Access to space is becoming increasingly cheaper, meaning companies and organisations who were previously priced out of the market are now considering space-based deployments. These deployments may also include novel functionality such as debris collection. New entrants will lack the knowledge that well-established space organisations have about how to secure these systems and the new functionality will increase the ways in which these systems will be attacked. This project looked at ways in which these vulnerabilities could be identified and then formally proved to not be present.

IoT Transport and Mobility Demonstrator

August 2018 – May 2019

WMG, University of Warwick

With the vehicle-to-vehicle communications being used to facilitated new functionality, there is a need for new security mechanisms to protect this communication.
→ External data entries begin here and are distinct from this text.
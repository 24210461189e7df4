//! ICE server selection
//!
//! Viewers send their ICE server settings along with the offer. Exactly one
//! server is used per session: a STUN url wins over a TURN url, and TURN
//! credentials only apply when the TURN server is the one picked.

use serde::Deserialize;

use crate::error::SessionError;

/// ICE server settings as posted by the viewer in the `ice_data` form field.
#[derive(Debug, Clone, Default, PartialEq, Eq, Deserialize)]
#[serde(default)]
pub struct IceConfig {
    #[serde(rename = "stunUrl")]
    pub stun_url: String,
    pub turn_url: String,
    pub turn_username: String,
    pub turn_password: String,
}

/// The ICE parameters a transport is built with.
#[derive(Debug, Clone, PartialEq, Eq)]
pub struct ResolvedIce {
    pub servers: Vec<String>,
    pub username: Option<String>,
    pub credential: Option<String>,
}

impl IceConfig {
    /// Parse the JSON text of the `ice_data` form field.
    pub fn parse(raw: &str) -> Result<IceConfig, SessionError> {
        serde_json::from_str(raw).map_err(SessionError::MalformedConfig)
    }

    /// Pick the single ICE server of the session.
    ///
    /// Urls are not validated here, the transport rejects what it cannot use.
    pub fn resolve(&self) -> ResolvedIce {
        if !self.stun_url.is_empty() {
            return ResolvedIce {
                servers: vec![self.stun_url.clone()],
                username: None,
                credential: None,
            };
        }

        ResolvedIce {
            servers: vec![self.turn_url.clone()],
            username: non_empty(&self.turn_username),
            credential: non_empty(&self.turn_password),
        }
    }
}

fn non_empty(s: &str) -> Option<String> {
    (!s.is_empty()).then(|| s.to_string())
}
use std::collections::HashMap;

use axum::{
    async_trait,
    extract::{FromRequest, Multipart, Request},
    http::header::CONTENT_TYPE,
    Json,
};
use serde::{
    de::{
        value::MapDeserializer, DeserializeOwned, Error as _, IntoDeserializer, Unexpected,
        Visitor,
    },
    forward_to_deserialize_any, Deserializer,
};
use serde_json::{Map, Value};
use tracing::error;

use crate::{error::AppError, storage::UploadedFile};

/// Request body for endpoints that take either plain JSON or a multipart form carrying files.
///
/// In a multipart body the `data` part holds the JSON fields. Any other text part is kept as
/// text and converted to the type of the field it is decoded into, so `department=3` fills an
/// integer field and `is_active=true` a boolean one. Parts with a filename become
/// [`UploadedFile`]s keyed by part name.
#[derive(Debug, Default)]
pub struct FormPayload {
    pub data: Value,
    pub text: HashMap<String, String>,
    pub files: HashMap<String, UploadedFile>,
}

impl FormPayload {
    pub fn from_json(data: Value) -> Self {
        Self {
            data,
            ..Default::default()
        }
    }

    pub fn decode<T: DeserializeOwned>(&self) -> Result<T, AppError> {
        let decoded = if self.text.is_empty() {
            serde_json::from_value(self.data.clone())
        } else {
            let mut fields: HashMap<String, FormField> = self
                .text
                .iter()
                .map(|(name, text)| (name.clone(), FormField::Text(text.clone())))
                .collect();
            if let Value::Object(object) = &self.data {
                for (name, value) in object {
                    fields.insert(name.clone(), FormField::Json(value.clone()));
                }
            }
            T::deserialize(MapDeserializer::<_, serde_json::Error>::new(fields.into_iter()))
        };
        decoded.map_err(|err| AppError::bad_request(format!("invalid payload: {err}")))
    }

    pub fn take_file(&mut self, name: &str) -> Option<UploadedFile> {
        self.files.remove(name)
    }
}

/// One decoded form field: a value from the JSON `data` part, or a plain text part.
enum FormField {
    Json(Value),
    Text(String),
}

impl<'de> IntoDeserializer<'de, serde_json::Error> for FormField {
    type Deserializer = Self;

    fn into_deserializer(self) -> Self {
        self
    }
}

macro_rules! dispatch_field {
    ($($method:ident)*) => {
        $(
            fn $method<V: Visitor<'de>>(self, visitor: V) -> Result<V::Value, Self::Error> {
                match self {
                    FormField::Json(value) => value.$method(visitor),
                    FormField::Text(text) => FormText(text).$method(visitor),
                }
            }
        )*
    };
}

impl<'de> Deserializer<'de> for FormField {
    type Error = serde_json::Error;

    dispatch_field! {
        deserialize_any deserialize_bool deserialize_i8 deserialize_i16 deserialize_i32
        deserialize_i64 deserialize_u8 deserialize_u16 deserialize_u32 deserialize_u64
        deserialize_f32 deserialize_f64 deserialize_char deserialize_str deserialize_string
        deserialize_bytes deserialize_byte_buf deserialize_option deserialize_unit
        deserialize_seq deserialize_map deserialize_identifier deserialize_ignored_any
    }

    fn deserialize_unit_struct<V: Visitor<'de>>(
        self,
        name: &'static str,
        visitor: V,
    ) -> Result<V::Value, Self::Error> {
        match self {
            FormField::Json(value) => value.deserialize_unit_struct(name, visitor),
            FormField::Text(text) => FormText(text).deserialize_unit_struct(name, visitor),
        }
    }

    fn deserialize_newtype_struct<V: Visitor<'de>>(
        self,
        name: &'static str,
        visitor: V,
    ) -> Result<V::Value, Self::Error> {
        match self {
            FormField::Json(value) => value.deserialize_newtype_struct(name, visitor),
            FormField::Text(text) => FormText(text).deserialize_newtype_struct(name, visitor),
        }
    }

    fn deserialize_tuple<V: Visitor<'de>>(
        self,
        len: usize,
        visitor: V,
    ) -> Result<V::Value, Self::Error> {
        match self {
            FormField::Json(value) => value.deserialize_tuple(len, visitor),
            FormField::Text(text) => FormText(text).deserialize_tuple(len, visitor),
        }
    }

    fn deserialize_tuple_struct<V: Visitor<'de>>(
        self,
        name: &'static str,
        len: usize,
        visitor: V,
    ) -> Result<V::Value, Self::Error> {
        match self {
            FormField::Json(value) => value.deserialize_tuple_struct(name, len, visitor),
            FormField::Text(text) => FormText(text).deserialize_tuple_struct(name, len, visitor),
        }
    }

    fn deserialize_struct<V: Visitor<'de>>(
        self,
        name: &'static str,
        fields: &'static [&'static str],
        visitor: V,
    ) -> Result<V::Value, Self::Error> {
        match self {
            FormField::Json(value) => value.deserialize_struct(name, fields, visitor),
            FormField::Text(text) => FormText(text).deserialize_struct(name, fields, visitor),
        }
    }

    fn deserialize_enum<V: Visitor<'de>>(
        self,
        name: &'static str,
        variants: &'static [&'static str],
        visitor: V,
    ) -> Result<V::Value, Self::Error> {
        match self {
            FormField::Json(value) => value.deserialize_enum(name, variants, visitor),
            FormField::Text(text) => FormText(text).deserialize_enum(name, variants, visitor),
        }
    }
}

/// A text form part, parsed into whatever type the target field asks for.
struct FormText(String);

macro_rules! parse_text {
    ($($method:ident => $ty:ty, $visit:ident;)*) => {
        $(
            fn $method<V: Visitor<'de>>(self, visitor: V) -> Result<V::Value, Self::Error> {
                let parsed = self.0.trim().parse::<$ty>().map_err(|_| {
                    serde_json::Error::invalid_value(Unexpected::Str(&self.0), &stringify!($ty))
                })?;
                visitor.$visit(parsed)
            }
        )*
    };
}

impl<'de> Deserializer<'de> for FormText {
    type Error = serde_json::Error;

    fn deserialize_any<V: Visitor<'de>>(self, visitor: V) -> Result<V::Value, Self::Error> {
        visitor.visit_string(self.0)
    }

    fn deserialize_bool<V: Visitor<'de>>(self, visitor: V) -> Result<V::Value, Self::Error> {
        match self.0.trim() {
            "true" | "1" | "on" => visitor.visit_bool(true),
            "false" | "0" | "off" => visitor.visit_bool(false),
            other => Err(serde_json::Error::invalid_value(
                Unexpected::Str(other),
                &"a boolean",
            )),
        }
    }

    parse_text! {
        deserialize_i8 => i8, visit_i8;
        deserialize_i16 => i16, visit_i16;
        deserialize_i32 => i32, visit_i32;
        deserialize_i64 => i64, visit_i64;
        deserialize_u8 => u8, visit_u8;
        deserialize_u16 => u16, visit_u16;
        deserialize_u32 => u32, visit_u32;
        deserialize_u64 => u64, visit_u64;
        deserialize_f32 => f32, visit_f32;
        deserialize_f64 => f64, visit_f64;
    }

    /// An empty part or the literal `null` clears a nullable field.
    fn deserialize_option<V: Visitor<'de>>(self, visitor: V) -> Result<V::Value, Self::Error> {
        if self.0.is_empty() || self.0 == "null" {
            visitor.visit_none()
        } else {
            visitor.visit_some(self)
        }
    }

    fn deserialize_enum<V: Visitor<'de>>(
        self,
        _name: &'static str,
        _variants: &'static [&'static str],
        visitor: V,
    ) -> Result<V::Value, Self::Error> {
        visitor.visit_enum(IntoDeserializer::<'de, serde_json::Error>::into_deserializer(self.0))
    }

    fn deserialize_newtype_struct<V: Visitor<'de>>(
        self,
        _name: &'static str,
        visitor: V,
    ) -> Result<V::Value, Self::Error> {
        visitor.visit_newtype_struct(self)
    }

    forward_to_deserialize_any! {
        char str string bytes byte_buf unit unit_struct seq tuple tuple_struct map struct
        identifier ignored_any
    }
}

#[async_trait]
impl<S> FromRequest<S> for FormPayload
where
    S: Send + Sync,
{
    type Rejection = AppError;

    async fn from_request(req: Request, state: &S) -> Result<Self, Self::Rejection> {
        let content_type = req
            .headers()
            .get(CONTENT_TYPE)
            .and_then(|value| value.to_str().ok())
            .unwrap_or_default()
            .to_ascii_lowercase();

        if content_type.starts_with("multipart/form-data") {
            let multipart = Multipart::from_request(req, state)
                .await
                .map_err(|err| AppError::bad_request(format!("invalid multipart data: {err}")))?;
            read_multipart(multipart).await
        } else if content_type.starts_with("application/json") {
            let Json(data) = Json::<Value>::from_request(req, state)
                .await
                .map_err(|err| AppError::bad_request(format!("invalid JSON body: {err}")))?;
            Ok(Self::from_json(data))
        } else {
            Err(AppError::bad_request(
                "expected an application/json or multipart/form-data body",
            ))
        }
    }
}

async fn read_multipart(mut multipart: Multipart) -> Result<FormPayload, AppError> {
    let mut fields = Map::new();
    let mut text = HashMap::new();
    let mut files = HashMap::new();

    while let Some(field) = multipart.next_field().await.map_err(|err| {
        error!(error = %err, "invalid multipart data");
        AppError::bad_request(format!("invalid multipart data: {err}"))
    })? {
        let Some(name) = field.name().map(str::to_string) else {
            continue;
        };

        if let Some(file_name) = field.file_name().map(str::to_string) {
            let content_type = field.content_type().map(str::to_string);
            let bytes = field.bytes().await.map_err(|err| {
                error!(error = %err, field = %name, "failed to read file bytes");
                AppError::bad_request(format!("failed to read {name}: {err}"))
            })?;
            files.insert(
                name,
                UploadedFile {
                    file_name,
                    content_type,
                    bytes: bytes.to_vec(),
                },
            );
            continue;
        }

        let value = field.text().await.map_err(|err| {
            error!(error = %err, field = %name, "failed to read form field");
            AppError::bad_request(format!("invalid {name}: {err}"))
        })?;

        if name == "data" {
            let parsed: Value = serde_json::from_str(&value)
                .map_err(|err| AppError::bad_request(format!("data must be valid JSON: {err}")))?;
            let Value::Object(object) = parsed else {
                return Err(AppError::bad_request("data must be a JSON object"));
            };
            fields.extend(object);
        } else {
            text.insert(name, value);
        }
    }

    Ok(FormPayload {
        data: Value::Object(fields),
        text,
        files,
    })
}
impl TestApp {
    pub async fn new() -> Result<Self> {
        let database_url = env::var("TEST_DATABASE_URL")
            .context("TEST_DATABASE_URL must be set for integration tests")?;

        let config = AppConfig {
            database_url: database_url.clone(),
            database_max_pool_size: db::DEFAULT_MAX_POOL_SIZE,
            server_host: "127.0.0.1".to_string(),
            server_port: 0,
            jwt_secret: "test-secret".to_string(),
            jwt_issuer: "test-issuer".to_string(),
            jwt_audience: "test-audience".to_string(),
            jwt_expiry_minutes: 60,
            refresh_token_expiry_days: 30,
            refresh_cookie_secure: false,
            refresh_cookie_domain: None,
            cors_allowed_origin: None,
            aws_endpoint_url: None,
            aws_access_key_id: None,
            aws_secret_access_key: None,
            aws_region: "us-east-1".to_string(),
            s3_bucket: "test-bucket".to_string(),
            cohere_api_key: None,
            cohere_base_url: "http://localhost".to_string(),
            cohere_model: "test-model".to_string(),
            generation_timeout_seconds: 5,
        };

        let pool = db::init_pool_with_size(&config.database_url, config.database_max_pool_size)?;
        prepare_database(&pool).await?;

        let storage = Arc::new(FakeStorage::default());
        let generator = Arc::new(FakeGenerator::default());
        let storage_for_state: Arc<dyn ObjectStorage> = storage.clone();
        let generator_for_state: Arc<dyn TextGenerator> = generator.clone();
        let jwt = JwtService::from_config(&config)?;
        let state = AppState::new(
            pool.clone(),
            config,
            storage_for_state,
            generator_for_state,
            jwt,
        );
        let router = routes::create_router(state.clone());

        Ok(Self {
            state,
            router,
            storage,
            generator,
        })
    }

    #[allow(dead_code)]
    pub fn storage(&self) -> Arc<FakeStorage> {
        self.storage.clone()
    }

    #[allow(dead_code)]
    pub fn generator(&self) -> Arc<FakeGenerator> {
        self.generator.clone()
    }

    pub async fn insert_department(&self, name: &str) -> Result<i64> {
        let name = name.to_string();
        self.with_conn(move |conn| {
            diesel::insert_into(departments::table)
                .values(&NewDepartment {
                    name,
                    manager_id: None,
                })
                .returning(departments::id)
                .get_result(conn)
                .context("failed to insert department")
        })
        .await
    }

    pub async fn insert_account(
        &self,
        username: &str,
        password_text: &str,
        role: Role,
        department_id: Option<i64>,
    ) -> Result<i64> {
        let username = username.to_string();
        let password_text = password_text.to_string();
        self.with_conn(move |conn| {
            let account = NewAccount {
                email: format!("{username}@example.com"),
                first_name: username.clone(),
                last_name: "Tester".to_string(),
                username,
                password_hash: password::hash_password(&password_text)?,
                phone: None,
                address: None,
                date_of_birth: None,
                position: None,
                role: role.as_str().to_string(),
                department_id,
                is_active: true,
            };
            diesel::insert_into(accounts::table)
                .values(&account)
                .returning(accounts::id)
                .get_result(conn)
                .context("failed to insert account")
        })
        .await
    }

    /// Inserts an account and logs it in, returning its id and access token.
    #[allow(dead_code)]
    pub async fn account_with_token(
        &self,
        username: &str,
        role: Role,
        department_id: Option<i64>,
    ) -> Result<(i64, String)> {
        let password_text = format!("{username}-pass");
        let id = self
            .insert_account(username, &password_text, role, department_id)
            .await?;
        let token = self.login_token(username, &password_text).await?;
        Ok((id, token))
    }

    pub async fn login_token(&self, username: &str, password_text: &str) -> Result<String> {
        #[derive(Serialize)]
        struct LoginPayload<'a> {
            username: &'a str,
            password: &'a str,
        }

        let response = self
            .send_json(
                Method::POST,
                "/api/auth/login",
                &LoginPayload {
                    username,
                    password: password_text,
                },
                None,
            )
            .await?;

        ensure!(
            response.status() == StatusCode::OK,
            "login failed with status {}",
            response.status()
        );

        let body = body_json(response).await?;
        body["access_token"]
            .as_str()
            .map(str::to_string)
            .ok_or_else(|| anyhow!("login response carried no access token"))
    }

    pub async fn send_json<T: Serialize + ?Sized>(
        &self,
        method: Method,
        path: &str,
        payload: &T,
        token: Option<&str>,
    ) -> Result<hyper::Response<Body>> {
        let body = serde_json::to_vec(payload)?;
        let mut builder = Request::builder()
            .method(method)
            .uri(path)
            .header("content-type", "application/json");
        if let Some(token) = token {
            builder = builder.header("authorization", format!("Bearer {token}"));
        }
        self.dispatch(builder.body(Body::from(body))?).await
    }

    #[allow(dead_code)]
    pub async fn get(&self, path: &str, token: Option<&str>) -> Result<hyper::Response<Body>> {
        self.without_body(Method::GET, path, token).await
    }

    #[allow(dead_code)]
    pub async fn delete(&self, path: &str, token: Option<&str>) -> Result<hyper::Response<Body>> {
        self.without_body(Method::DELETE, path, token).await
    }

    /// POSTs with no body, presenting `cookie` as the request's Cookie header.
    #[allow(dead_code)]
    pub async fn post_with_cookie(&self, path: &str, cookie: &str) -> Result<hyper::Response<Body>> {
        let request = Request::builder()
            .method(Method::POST)
            .uri(path)
            .header("cookie", cookie)
            .body(Body::empty())?;
        self.dispatch(request).await
    }

    async fn without_body(
        &self,
        method: Method,
        path: &str,
        token: Option<&str>,
    ) -> Result<hyper::Response<Body>> {
        let mut builder = Request::builder().method(method).uri(path);
        if let Some(token) = token {
            builder = builder.header("authorization", format!("Bearer {token}"));
        }
        self.dispatch(builder.body(Body::empty())?).await
    }

    /// Sends a multipart form with a JSON `data` part and one file part.
    #[allow(dead_code)]
    pub async fn send_multipart(
        &self,
        method: Method,
        path: &str,
        data: &Value,
        file_field: &str,
        file_name: &str,
        file_bytes: &[u8],
        token: &str,
    ) -> Result<hyper::Response<Body>> {
        let boundary = format!("boundary-{}", Uuid::new_v4());
        let mut body = Vec::new();
        body.extend(format!("--{boundary}\r\n").as_bytes());
        body.extend(b"Content-Disposition: form-data; name=\"data\"\r\n\r\n");
        body.extend(serde_json::to_vec(data)?);
        body.extend(b"\r\n");

        body.extend(format!("--{boundary}\r\n").as_bytes());
        body.extend(
            format!(
                "Content-Disposition: form-data; name=\"{file_field}\"; filename=\"{file_name}\"\r\n"
            )
            .as_bytes(),
        );
        body.extend(b"Content-Type: application/octet-stream\r\n\r\n");
        body.extend(file_bytes);
        body.extend(b"\r\n");
        body.extend(format!("--{boundary}--\r\n").as_bytes());

        let request = Request::builder()
            .method(method)
            .uri(path)
            .header(
                "content-type",
                format!("multipart/form-data; boundary={boundary}"),
            )
            .header("authorization", format!("Bearer {token}"))
            .body(Body::from(body))?;
        self.dispatch(request).await
    }

    /// Sends a multipart form made of plain text parts and an optional file part.
    #[allow(dead_code)]
    pub async fn send_form(
        &self,
        method: Method,
        path: &str,
        fields: &[(&str, &str)],
        file: Option<(&str, &str, &[u8])>,
        token: &str,
    ) -> Result<hyper::Response<Body>> {
        let boundary = format!("boundary-{}", Uuid::new_v4());
        let mut body = Vec::new();
        for (name, value) in fields {
            body.extend(format!("--{boundary}\r\n").as_bytes());
            body.extend(
                format!("Content-Disposition: form-data; name=\"{name}\"\r\n\r\n").as_bytes(),
            );
            body.extend(value.as_bytes());
            body.extend(b"\r\n");
        }
        if let Some((field, file_name, bytes)) = file {
            body.extend(format!("--{boundary}\r\n").as_bytes());
            body.extend(
                format!(
                    "Content-Disposition: form-data; name=\"{field}\"; filename=\"{file_name}\"\r\n"
                )
                .as_bytes(),
            );
            body.extend(b"Content-Type: application/octet-stream\r\n\r\n");
            body.extend(bytes);
            body.extend(b"\r\n");
        }
        body.extend(format!("--{boundary}--\r\n").as_bytes());

        let request = Request::builder()
            .method(method)
            .uri(path)
            .header(
                "content-type",
                format!("multipart/form-data; boundary={boundary}"),
            )
            .header("authorization", format!("Bearer {token}"))
            .body(Body::from(body))?;
        self.dispatch(request).await
    }

    async fn dispatch(&self, request: Request<Body>) -> Result<hyper::Response<Body>> {
        Ok(self
            .router
            .clone()
            .oneshot(request)
            .await
            .expect("infallible response"))
    }

    pub async fn with_conn<F, T>(&self, f: F) -> Result<T>
    where
        F: FnOnce(&mut PgConnection) -> Result<T> + Send + 'static,
        T: Send + 'static,
    {
        let pool = self.state.pool.clone();
        tokio::task::spawn_blocking(move || {
            let mut conn = pool
                .get()
                .map_err(|err| anyhow!("failed to get database connection: {err}"))?;
            f(&mut conn)
        })
        .await
        .context("connection task panicked")?
    }
}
Much work has already been undertaken to develop these mechanisms, but they are rarely tested in real-world environments. This project took existing security and privacy techniques and performed a deployment at three sites in the UK to test their efficacy.

CAPRI

April 2018 – September 2018

WMG, University of Warwick

As connected and autonomous vehicles are expected to become commonplace on roads nationwide, new featured are being integrated into vehicles. This includes functionality such as vehicle-to-vehicle communication and machine learning models. It is important that we investigate and address security issues posed by the larger attack surface before a wide deployment. This project designed a reference architecture which facilitated attack surface analysis of connected autonomous vehicles.

Source Location Privacy for Wireless Sensor Networks

September 2014 – April 2018

Department of Computer Science, University of Warwick

Wireless sensor networks are useful for monitoring events over large areas for example, tracking the location of endangered species. However, by deploying this network to obtain data for conservation, it also reveals context information to an adversary about where the animals are. My PhD involved developing routing algorithms to delay an adversary in their attempt to locate the source of messages in such a network.